Zumindest konnte er froh darüber sein, dass er seinen Vater gefunden hatte. Endlich. Doch irgendwie hatte er bei dieser Sache ein ganz merkwürdiges Gefühl. Es war wie ein Beigeschmack, der nicht zu definieren war. Er hatte es geschafft, doch er spürte, dass es noch ein Geheimnis dabei gab, das er noch nicht benennen konnte. Außerdem fühlte es sich schrecklich an, nun wieder von seinem Vater getrennt worden zu sein. Deswegen blieb ihm nur noch eines: seinen Vater damit stolz zu machen, dass er den Kompass in Sicherheit brachte. Dieses mächtige Artefakt musste um jeden Preis beschützt werden. Vielleicht konnte er Laan finden und ihm den Kompass wiedergeben, sodass er stärker wurde? Oder war es besser, ihn zu behalten und selbst herauszufinden, wie man dessen Macht benutzen konnte?
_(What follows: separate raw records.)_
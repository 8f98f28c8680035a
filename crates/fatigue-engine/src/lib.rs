mod alarm;
mod blink;
mod config;
mod detector;
mod ear;
mod error;
mod fatigue;
mod head_pose;
mod history;
mod landmarks;
mod snapshot;
mod yawn;
#[cfg(feature = "wasm")]
mod wasm;

pub use alarm::*;
pub use blink::*;
pub use config::*;
pub use detector::*;
pub use ear::*;
pub use error::*;
pub use fatigue::*;
pub use head_pose::*;
pub use history::*;
pub use landmarks::*;
pub use snapshot::*;
pub use yawn::*;
#[cfg(feature = "wasm")]
pub use wasm::*;
use thiserror::Error;

#[derive(Debug, Error)]
pub enum MonitorError {
    #[error("io error: {0}")]
    Io(#[from] std::io::Error),

    #[error("malformed frame on line {line}: {source}")]
    Parse {
        line: u64,
        #[source]
        source: serde_json::Error,
    },

    #[error("alarm notification failed: {0}")]
    Notify(String),
}

impl MonitorError {
    /// Per-line problems the session can continue past.
    pub fn is_recoverable(&self) -> bool {
        !matches!(self, MonitorError::Io(_))
    }
}

pub type Result<T> = std::result::Result<T, MonitorError>;
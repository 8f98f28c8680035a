use serde::{Deserialize, Serialize};

pub const EAR_THRESHOLD: f64 = 0.15;
/// Consecutive closed frames that count as sustained closure (约2秒 @30fps).
pub const EYE_AR_CONSEC_FRAMES: u32 = 60;

#[derive(Debug, Clone, Copy, PartialEq, Eq, Serialize, Deserialize)]
#[serde(tag = "type", rename_all = "snake_case")]
pub enum EyeEvent {
    /// The closed run reached the sustained-closure threshold on this frame.
    ClosureOnset,
    /// A short closed run ended and was counted as a blink.
    Blink { frames: u32 },
    /// A sustained closed run ended. Not a blink.
    ClosureEnded { frames: u32 },
}

/// Eye channel debouncer.
///
/// Blinks count only when the closed run is *shorter* than the sustained
/// threshold; a run that reaches it is sustained closure and is never counted
/// as a blink when it ends.
#[derive(Debug, Clone)]
pub struct BlinkDetector {
    ear_threshold: f64,
    consec_frames: u32,
    eye_closed_frames: u32,
    total_blinks: u32,
    is_fatigued: bool,
}

impl BlinkDetector {
    pub fn new(ear_threshold: f64, consec_frames: u32) -> Self {
        Self {
            ear_threshold,
            consec_frames: consec_frames.max(1),
            eye_closed_frames: 0,
            total_blinks: 0,
            is_fatigued: false,
        }
    }

    pub fn is_closed(&self, ear: f64) -> bool {
        ear < self.ear_threshold
    }

    pub fn update(&mut self, ear: f64) -> Option<EyeEvent> {
        if self.is_closed(ear) {
            self.eye_closed_frames = self.eye_closed_frames.saturating_add(1);
            let was_fatigued = self.is_fatigued;
            self.is_fatigued = self.eye_closed_frames >= self.consec_frames;
            return (self.is_fatigued && !was_fatigued).then_some(EyeEvent::ClosureOnset);
        }

        let frames = self.eye_closed_frames;
        self.eye_closed_frames = 0;
        self.is_fatigued = false;

        if frames == 0 {
            None
        } else if frames < self.consec_frames {
            self.total_blinks = self.total_blinks.saturating_add(1);
            Some(EyeEvent::Blink { frames })
        } else {
            Some(EyeEvent::ClosureEnded { frames })
        }
    }

    pub fn eye_closed_frames(&self) -> u32 {
        self.eye_closed_frames
    }

    pub fn total_blinks(&self) -> u32 {
        self.total_blinks
    }

    pub fn is_fatigued(&self) -> bool {
        self.is_fatigued
    }

    pub fn ear_threshold(&self) -> f64 {
        self.ear_threshold
    }

    pub fn consec_frames(&self) -> u32 {
        self.consec_frames
    }

    pub fn reset(&mut self) {
        self.eye_closed_frames = 0;
        self.total_blinks = 0;
        self.is_fatigued = false;
    }
}

impl Default for BlinkDetector {
    fn default() -> Self {
        Self::new(EAR_THRESHOLD, EYE_AR_CONSEC_FRAMES)
    }
}
use std::path::Path;

use tracing_appender::non_blocking::WorkerGuard;
use tracing_appender::rolling::{RollingFileAppender, Rotation};
use tracing_subscriber::{fmt, layer::SubscriberExt, util::SubscriberInitExt, EnvFilter};

use crate::config::Config;

pub const LOG_FILE_PREFIX: &str = "fatigue-monitor.log";

pub struct FileLogGuard {
    _guard: WorkerGuard,
}

/// Installs the global subscriber from `config.log_level` and, when
/// `config.log_dir` is set, a daily rolling file next to the console output.
/// Keep the returned guard alive for the whole session or buffered file
/// output is lost.
pub fn init_tracing(config: &Config) -> Option<FileLogGuard> {
    let env_filter = EnvFilter::try_new(&config.log_level).unwrap_or_else(|_| EnvFilter::new("info"));
    // stdout 可能被用作数据管道，日志统一走 stderr
    let console_layer = fmt::layer().with_target(true).with_writer(std::io::stderr);

    let Some((file_appender, log_dir)) = config
        .log_dir
        .as_deref()
        .and_then(|dir| rolling_appender(dir).map(|appender| (appender, dir)))
    else {
        tracing_subscriber::registry()
            .with(env_filter)
            .with(console_layer)
            .init();
        return None;
    };

    let (file_writer, guard) = tracing_appender::non_blocking(file_appender);
    let file_layer = fmt::layer()
        .with_writer(file_writer)
        .with_ansi(false)
        .with_target(true);

    tracing_subscriber::registry()
        .with(env_filter)
        .with(console_layer)
        .with(file_layer)
        .init();
    tracing::debug!(log_dir = %log_dir.display(), "file logging enabled");

    Some(FileLogGuard { _guard: guard })
}

/// `None` when the directory cannot be created; the session then logs to the
/// console only.
fn rolling_appender(log_dir: &Path) -> Option<RollingFileAppender> {
    if let Err(err) = std::fs::create_dir_all(log_dir) {
        eprintln!("failed to create log directory {}: {err}", log_dir.display());
        return None;
    }
    Some(RollingFileAppender::new(Rotation::DAILY, log_dir, LOG_FILE_PREFIX))
}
Ein Stein rollte von irgendwo herunter und Takeru zuckte zusammen. Er erstarrte, um kein Geräusch zu machen und lauschte. Er hörte etwas knacken, etwas rascheln und wieder einen Stein, der auf einen anderen Stein fiel. Die Geräusche schienen jedoch aus jeweils anderen Richtungen zu stammen. Er holte einmal tief Luft und lauschte weiter. In völliger Stille verharrend versuchte er herauszufinden, woher die Geräusche kamen. War die Person, die ihn verfolgt hatte, doch wieder auf seiner Fährte? Leise setzte er einen Schritt vor den anderen, immer noch auf der Suche nach einer Chance, auf das obere Plateau zu gelangen, um dort nach Alayna und Jumon zu suchen.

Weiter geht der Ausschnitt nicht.